The School for the Built Environment offers the undergraduate and postgraduate programmes in architecture, landscape architecture, interior Architecture, quantity surveying, construction management, and town and regional Planning.

The School of Information Technology offers the undergraduate and postgraduate programmes in the fields of computer science, informatics and information science.

The Graduate School of Technology Management offers the postgraduate programmes in the fields of technology, management, project management, engineering management, life cycle managementand asset management.

==Accreditation and affiliations==
Engineering programmes are accredited by the Engineering Council of South Africa (ECSA) and recognised internationally through the Washington Accord in Australia, Canada, Chinese Taipei, Hong Kong, China, Ireland, Japan, Korea, Malaysia, New Zealand, Singapore, Turkey, the United Kingdom and the United States of America.

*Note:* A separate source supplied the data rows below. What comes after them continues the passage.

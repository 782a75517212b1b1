use assert_cmd::Command;
use assert_fs::prelude::*;
use predicates::prelude::predicate;

mod common;

#[test]
fn init_creates_the_metadata_layout() -> Result<(), Box<dyn std::error::Error>> {
    let dir = assert_fs::TempDir::new()?;

    common::kit(&dir)
        .arg("init")
        .assert()
        .success()
        .stdout(predicate::str::contains(
            "Initialized empty kit repository in",
        ));

    dir.child(".kit/objects").assert(predicate::path::is_dir());
    dir.child(".kit/refs/heads")
        .assert(predicate::path::is_dir());
    dir.child(".kit/refs/tags").assert(predicate::path::is_dir());
    dir.child(".kit/HEAD")
        .assert(predicate::str::contains("ref: refs/heads/master"));
    dir.child(".kit/config")
        .assert(predicate::str::contains("repositoryformatversion = 0"));

    Ok(())
}

#[test]
fn init_accepts_an_explicit_path() -> Result<(), Box<dyn std::error::Error>> {
    let dir = assert_fs::TempDir::new()?;

    common::kit(&dir).arg("init").arg("nested/repo").assert().success();

    dir.child("nested/repo/.kit/HEAD")
        .assert(predicate::path::is_file());

    Ok(())
}

#[test]
fn init_refuses_an_existing_repository() -> Result<(), Box<dyn std::error::Error>> {
    let dir = assert_fs::TempDir::new()?;
    common::init_repository(&dir);

    common::kit(&dir)
        .arg("init")
        .assert()
        .failure()
        .stderr(predicate::str::contains("already a repository"));

    Ok(())
}

#[test]
fn commands_fail_outside_a_repository() -> Result<(), Box<dyn std::error::Error>> {
    let dir = assert_fs::TempDir::new()?;
    let mut cmd = Command::cargo_bin("kit")?;

    cmd.current_dir(dir.path())
        .arg("ls-files")
        .assert()
        .failure()
        .stderr(predicate::str::contains("not a kit repository"));

    Ok(())
}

The CDIO Initiative (CDIO is an initialism for Conceive — Design — Implement — Operate) is an innovative educational framework for producing the next generation of engineers. The framework provides students with an education stressing engineering fundamentals set in the context of Conceiving — Designing — Implementing — Operating real-world systems and products. Throughout the world, CDIO Initiative collaborators have adopted CDIO as the framework of their curricular planning and outcome-based assessment.

CDIO was formally founded by Massachusetts Institute of Technology in the late 1990s. In 2000 it became an international collaboration, with universities around the world adopting the same framework. The collaborators maintain a dialogue about what works and what doesn't and continue to refine the project. Determining additional members of the collaboration is a selective process managed a Council comprising original members and early adopters.

==Student activities and community engagement==
- The university organises the annual SAE International sanctioned student automotive engineering Baja SAE competition in South Africa sponsored by Sasol. All undergraduate student participate in a compulsory community based project module as part of the university's wider community engagement strategy. The module was a finalist for the 2010 MacJannet Prize for Global Citizenship.
- House EBIT provides a platform for social engagement, community outreach and student engagement with the faculty.

==Reputation and ranking==
- League table rankings

The QS World University Rankings ranks the faculty as follows:

| Year | Engineering & IT |
|---|---|
| 2010 | 351-400 |
| 2009 | 291 |
| 2008 | — |
| 2007 | 368 |

Recent awards won by architecture students include:

| Year | Award |
|---|---|
| 2011 | Africa and Middle East Region's Holcim Next Generation Award for post-graduate students |
| 2010 | Hunter Douglas Award at the Archiprix International |
| 2010 | Networked Digital Library of Theses and Dissertations award |
| 2010 | Murray & Roberts Des Baker competition |
| 2010 | DesignHub Respond-Renew-Revitalise Competition |
| 2010 | DesignHub Respond-Renew-Revitalise Competition - best Architecture department |

==Alumni==
Well-known alumni include:
Marius Kloppers former CEO of BHP, the world's largest mining company and named by CNN Money as the world's 18th most powerful person in business. Calie Pistorius is a South African academic who is currently the Vice-Chancellor of the University of Hull, United Kingdom. Stefan Swanepoel is a recognized global real estate expert
and author of more than 50 books and reports, some which have been listed on the New York Times and Wall Street Journal bestseller lists.